On Episode #32 of “Can You Hear Me, Long Beach?” Karen Tongson talks about her book, “Why Karen Carpenter Matters.” Tongson, a professor of English, American Studies and Ethnicity and Gender and Sexuality Studies at USC, is the child of Filipino musician parents who named her after the pop icon.
Her book interweaves the story of the singer’s rise to fame with Tongon’s own trans-Pacific journey between Manila—where imitations of American pop styles flourished—and Karen Carpenter’s home ground of Southern California.
In arranging and producing this episode, which also features a segment with dating columnist June Diaz who swears she’s swearing off love, it was surprising to us that, to a younger demographic here in Long Beach, Karen Carpenter’s name many times elicits this: “Oh, is she the name on the building?”
The building is the Richard and Karen Carpenter Performing Arts Center at Cal State Long Beach. And yes, that’s her name on the building, along with her brother Richard. But the reason her name is on the building is what’s important: Karen and Richard formed the Carpenters, a soft-rock, easy listening duo out of Downey that are simply one of the most successful acts in American popular music history.
Karen Tongson. Photo courtesy Karen Tongson/Facebook.During their 14-year career, the Carpenters recorded ten albums, have sold 90 million records, have multiple top-10 and number one hits as well as won multiple Grammys. Their success was driven by Richard’s production genius and Karen’s sweet, crystalline, yet always plaintive vocals; Paul McCartney called Karen “the best female voice in the world: melodic, tuneful and distinctive.”
That’s who Karen Carpenter was—the singer passed away on Feb. 4, 1983 from issues related to an eating disorder. Her death shining a light on that subject in much the same way Magic Johnson’s HIV announcement brought attention to that.
Of course, you don’t need to tell any of this to Tongson.
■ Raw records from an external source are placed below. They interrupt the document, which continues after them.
use crate::models::group::GroupModel;
use sqlx::{Pool, Postgres};
use uuid::Uuid;

#[derive(Clone, Debug)]
pub struct GroupRepository {
    pool: Pool<Postgres>,
}

impl GroupRepository {
    pub fn new(pool: Pool<Postgres>) -> Self {
        Self { pool }
    }

    pub async fn create(&self, name: &str, description: Option<&str>) -> anyhow::Result<GroupModel> {
        let group = sqlx::query_as::<_, GroupModel>(
            "INSERT INTO groups (id, name, description) VALUES ($1, $2, $3)
            RETURNING id, name, description, created_at",
        )
        .bind(Uuid::new_v4())
        .bind(name)
        .bind(description)
        .fetch_one(&self.pool)
        .await?;
        Ok(group)
    }

    pub async fn list(&self) -> anyhow::Result<Vec<GroupModel>> {
        let groups = sqlx::query_as::<_, GroupModel>(
            "SELECT id, name, description, created_at FROM groups ORDER BY name",
        )
        .fetch_all(&self.pool)
        .await?;
        Ok(groups)
    }

    pub async fn find(&self, id: Uuid) -> anyhow::Result<Option<GroupModel>> {
        let group = sqlx::query_as::<_, GroupModel>(
            "SELECT id, name, description, created_at FROM groups WHERE id = $1",
        )
        .bind(id)
        .fetch_optional(&self.pool)
        .await?;
        Ok(group)
    }

    pub async fn update(
        &self,
        id: Uuid,
        name: &str,
        description: Option<&str>,
    ) -> anyhow::Result<Option<GroupModel>> {
        let group = sqlx::query_as::<_, GroupModel>(
            "UPDATE groups SET name = $2, description = $3 WHERE id = $1
            RETURNING id, name, description, created_at",
        )
        .bind(id)
        .bind(name)
        .bind(description)
        .fetch_optional(&self.pool)
        .await?;
        Ok(group)
    }

    /// Members are detached by the `ON DELETE SET NULL` foreign key.
    pub async fn delete(&self, id: Uuid) -> anyhow::Result<bool> {
        let result = sqlx::query("DELETE FROM groups WHERE id = $1")
            .bind(id)
            .execute(&self.pool)
            .await?;
        Ok(result.rows_affected() > 0)
    }
}
use crate::models::user::{Role, UpdateUser, UserModel};
use sqlx::{Pool, Postgres};
use tracing::instrument;
use uuid::Uuid;

/// Advisory lock key taken by every sign-up.
const SIGNUP_LOCK: i64 = 0x7172_6c69_6e6b;

const USER_COLUMNS: &str = "id, email, password_hash, name, role, group_id, is_active, created_at";

#[derive(Clone, Debug)]
pub struct UserRepository {
    pool: Pool<Postgres>,
}

impl UserRepository {
    pub fn new(pool: Pool<Postgres>) -> Self {
        Self { pool }
    }

    /// The very first account becomes an admin. Sign-ups hold a transaction
    /// advisory lock so two concurrent first registrations cannot both see an
    /// empty table.
    #[instrument(name = "Saving new user to database", skip(self, password_hash))]
    pub async fn create_user(
        &self,
        email: &str,
        password_hash: &str,
        name: Option<&str>,
    ) -> anyhow::Result<Uuid> {
        let mut tx = self.pool.begin().await?;
        sqlx::query("SELECT pg_advisory_xact_lock($1)")
            .bind(SIGNUP_LOCK)
            .execute(&mut *tx)
            .await?;

        let id = sqlx::query_scalar::<_, Uuid>(
            r#"INSERT INTO users (id, email, password_hash, name, role)
            VALUES ($1, $2, $3, $4,
                CASE WHEN EXISTS (SELECT 1 FROM users) THEN 'user' ELSE 'admin' END)
            RETURNING id"#,
        )
        .bind(Uuid::new_v4())
        .bind(email)
        .bind(password_hash)
        .bind(name)
        .fetch_one(&mut *tx)
        .await
        .map_err(|e| {
            tracing::error!("Failed to execute query: {:?}", e);
            e
        })?;

        tx.commit().await?;
        Ok(id)
    }

    #[instrument(name = "Fetching user by email from database", skip(self))]
    pub async fn find_by_email(&self, email: &str) -> anyhow::Result<Option<UserModel>> {
        let user = sqlx::query_as::<_, UserModel>(&format!(
            "SELECT {USER_COLUMNS} FROM users WHERE email = $1"
        ))
        .bind(email)
        .fetch_optional(&self.pool)
        .await
        .map_err(|e| {
            tracing::error!("Failed to fetch user: {:?}", e);
            e
        })?;
        Ok(user)
    }

    pub async fn find_by_id(&self, id: Uuid) -> anyhow::Result<Option<UserModel>> {
        let user = sqlx::query_as::<_, UserModel>(&format!(
            "SELECT {USER_COLUMNS} FROM users WHERE id = $1"
        ))
        .bind(id)
        .fetch_optional(&self.pool)
        .await?;
        Ok(user)
    }

    pub async fn list(&self, group_id: Option<Uuid>) -> anyhow::Result<Vec<UserModel>> {
        let users = sqlx::query_as::<_, UserModel>(&format!(
            "SELECT {USER_COLUMNS} FROM users
            WHERE ($1::uuid IS NULL OR group_id = $1)
            ORDER BY created_at"
        ))
        .bind(group_id)
        .fetch_all(&self.pool)
        .await?;
        Ok(users)
    }

    #[instrument(name = "Updating user", skip(self, update))]
    pub async fn update(&self, id: Uuid, update: &UpdateUser) -> anyhow::Result<Option<UserModel>> {
        let user = sqlx::query_as::<_, UserModel>(&format!(
            "UPDATE users SET
                name = COALESCE($2, name),
                role = COALESCE($3, role),
                group_id = CASE WHEN $4 THEN $5 ELSE group_id END,
                is_active = COALESCE($6, is_active)
            WHERE id = $1
            RETURNING {USER_COLUMNS}"
        ))
        .bind(id)
        .bind(update.name.as_deref())
        .bind(update.role.as_ref().map(Role::as_str))
        .bind(update.group_id.is_some())
        .bind(update.group_id.flatten())
        .bind(update.is_active)
        .fetch_optional(&self.pool)
        .await?;
        Ok(user)
    }

    pub async fn delete(&self, id: Uuid) -> anyhow::Result<bool> {
        let result = sqlx::query("DELETE FROM users WHERE id = $1")
            .bind(id)
            .execute(&self.pool)
            .await?;
        Ok(result.rows_affected() > 0)
    }
}

#[cfg(test)]
mod tests {
    use super::*;

    #[sqlx::test(migrations = "./migrations")]
    #[ignore = "requires postgres (DATABASE_URL)"]
    async fn concurrent_first_signups_yield_one_admin(pool: Pool<Postgres>) -> anyhow::Result<()> {
        let repo = UserRepository::new(pool);
        let (a, b, c) = tokio::join!(
            repo.create_user("a@example.com", "hash", None),
            repo.create_user("b@example.com", "hash", None),
            repo.create_user("c@example.com", "hash", None),
        );
        a?;
        b?;
        c?;

        let admins = repo
            .list(None)
            .await?
            .into_iter()
            .filter(|user| user.role == Role::Admin)
            .count();
        assert_eq!(admins, 1);
        Ok(())
    }
}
She spoke about how the Carpenters’ chart-topping, seemingly whitewashed musical fantasies of “normal love” now have profound significance for her—as well as for other people of color, LGBT+ communities, and anyone outside the mainstream culture usually associated with Karen Carpenter’s legacy. Her hybrid memoir/biography examining the destructive perfectionism at the root of the Carpenters’ sound, while finding the beauty in the singer’s flawed, all too brief life.